How does memantine hydrochloride function in the treatment of Alzheimer’s disease? What is its dosing regimen and common side effects?

A

Memantine hydrochloride is a glutamate receptor antagonist that blocks excitotoxic neuronal toxicity associated with excessive release of glutamate. It is licensed for moderate-to-severe Alzheimer’s disease with a dosing regimen starting at 5mg once daily and increasing weekly to a max of 20mg daily. Common side effects include dizziness, headache, constipation, somnolence, and hypertension.

22
Q

Define the treatment conditions for initiating AChE inhibitors or memantine in patients with dementia.
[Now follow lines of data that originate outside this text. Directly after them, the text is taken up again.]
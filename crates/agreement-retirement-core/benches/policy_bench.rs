use agreement_retirement_core::{
    evaluate_time_interval, InMemoryRetirementStore, RetirementQuery, RetirementRecord,
    RetirementStore,
};
use criterion::{criterion_group, criterion_main, Criterion};
use time::{Duration, OffsetDateTime};

fn fixture_time() -> OffsetDateTime {
    OffsetDateTime::UNIX_EPOCH + Duration::seconds(1_700_000_000)
}

fn seeded_store(count: usize) -> InMemoryRetirementStore {
    let store = InMemoryRetirementStore::new();
    for index in 0..count {
        let offset = i64::try_from(index).unwrap_or(i64::MAX);
        let record = RetirementRecord::new(
            format!("agreement-{index:06}"),
            if index % 3 == 0 { "POLICY_VIOLATION:c-1" } else { "MANUAL" },
            "bench",
            fixture_time() + Duration::seconds(offset),
        );
        if let Err(err) = store.insert_if_absent(&record) {
            panic!("bench fixture insert failed: {err}");
        }
    }
    store
}

fn bench_time_interval(c: &mut Criterion) {
    let from = fixture_time().unix_timestamp().to_string();
    c.bench_function("time_interval_epoch_bounds", |b| {
        b.iter(|| evaluate_time_interval(fixture_time(), Some(&from), Some("2030-01-01T00:00:00Z")));
    });
}

fn bench_point_lookup(c: &mut Criterion) {
    let store = seeded_store(10_000);
    c.bench_function("in_memory_point_lookup_10k", |b| {
        b.iter(|| store.get_by_agreement_id("agreement-004242"));
    });

    let query = match (RetirementQuery {
        reason_prefix: Some("POLICY_VIOLATION:".to_string()),
        limit: Some(100),
        ..RetirementQuery::default()
    })
    .compile()
    {
        Ok(query) => query,
        Err(err) => panic!("bench query should compile: {err}"),
    };
    c.bench_function("in_memory_prefix_query_10k", |b| {
        b.iter(|| store.query(&query));
    });
}

criterion_group!(benches, bench_time_interval, bench_point_lookup);
criterion_main!(benches);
What considerations should be taken into account before prescribing these medications?

A

Initiate treatment on advice of a clinician with necessary knowledge and skills. The first prescription may be made in primary care once the decision is made to start AChE inhibitors or memantine. Local arrangements for prescribing, supply, and treatment review should be ensured. AChE inhibitors should not be stopped solely based on disease severity.

23
Q

How should non-cognitive symptoms in patients with dementia be managed pharmacologically? When is drug treatment recommended, and what should be avoided in patients with mild-to-moderate symptoms?

A

Non-cognitive symptoms like delusions or aggression should be assessed for reversible causes. Non-pharmacological interventions may be beneficial. Drug treatment should only be offered if the patient is at risk of harm or severe distress. Mild-to-moderate symptoms should not be treated with antipsychotic drugs.

24
Q

What are the considerations for using antipsychotic drugs in patients with severe non-cognitive symptoms in dementia? How should treatment be initiated and monitored to minimize risks?

A

Antipsychotic drugs should be carefully considered for patients with severe non-cognitive symptoms causing distress. Co-morbid conditions and benefits/risks of treatment should be evaluated. Treatment should start at a low dose, titrated upwards with regular review, and used for the shortest possible time to minimize risks like stroke and increased mortality.

25
Q

Describe the impact of anticholinergic burden on mortality rates and the various considerations related to managing it in older adults.

A

Anticholinergic burden (ACB) in older adults is linked to higher mortality rates. Managing ACB involves addressing co-morbidities, driving concerns, medication adherence, caregiver health, and future planning like advance directives and end-of-life care.

26
Q

Define the concept of polypharmacy and its impact on older adults’ cognitive health. How can healthcare professionals address polypharmacy-related cognitive issues in the elderly population?

A

Polypharmacy refers to the simultaneous use of multiple medications. It can negatively impact cognitive health in older adults. Healthcare professionals can address polypharmacy-related cognitive issues by reviewing medications, identifying potential contributors to cognitive problems, and recommending alternative treatments to reduce the cognitive burden.

27
Q

Discuss the importance of considering mental and physical health when caring for older adults taking multiple medications. How can caregivers support older individuals in managing their medication regimens effectively?

A

Caregivers need to prioritize the mental and physical well-being of older adults on multiple medications. They can support medication management by ensuring adherence, monitoring for side effects, and coordinating with healthcare providers to address any concerns promptly.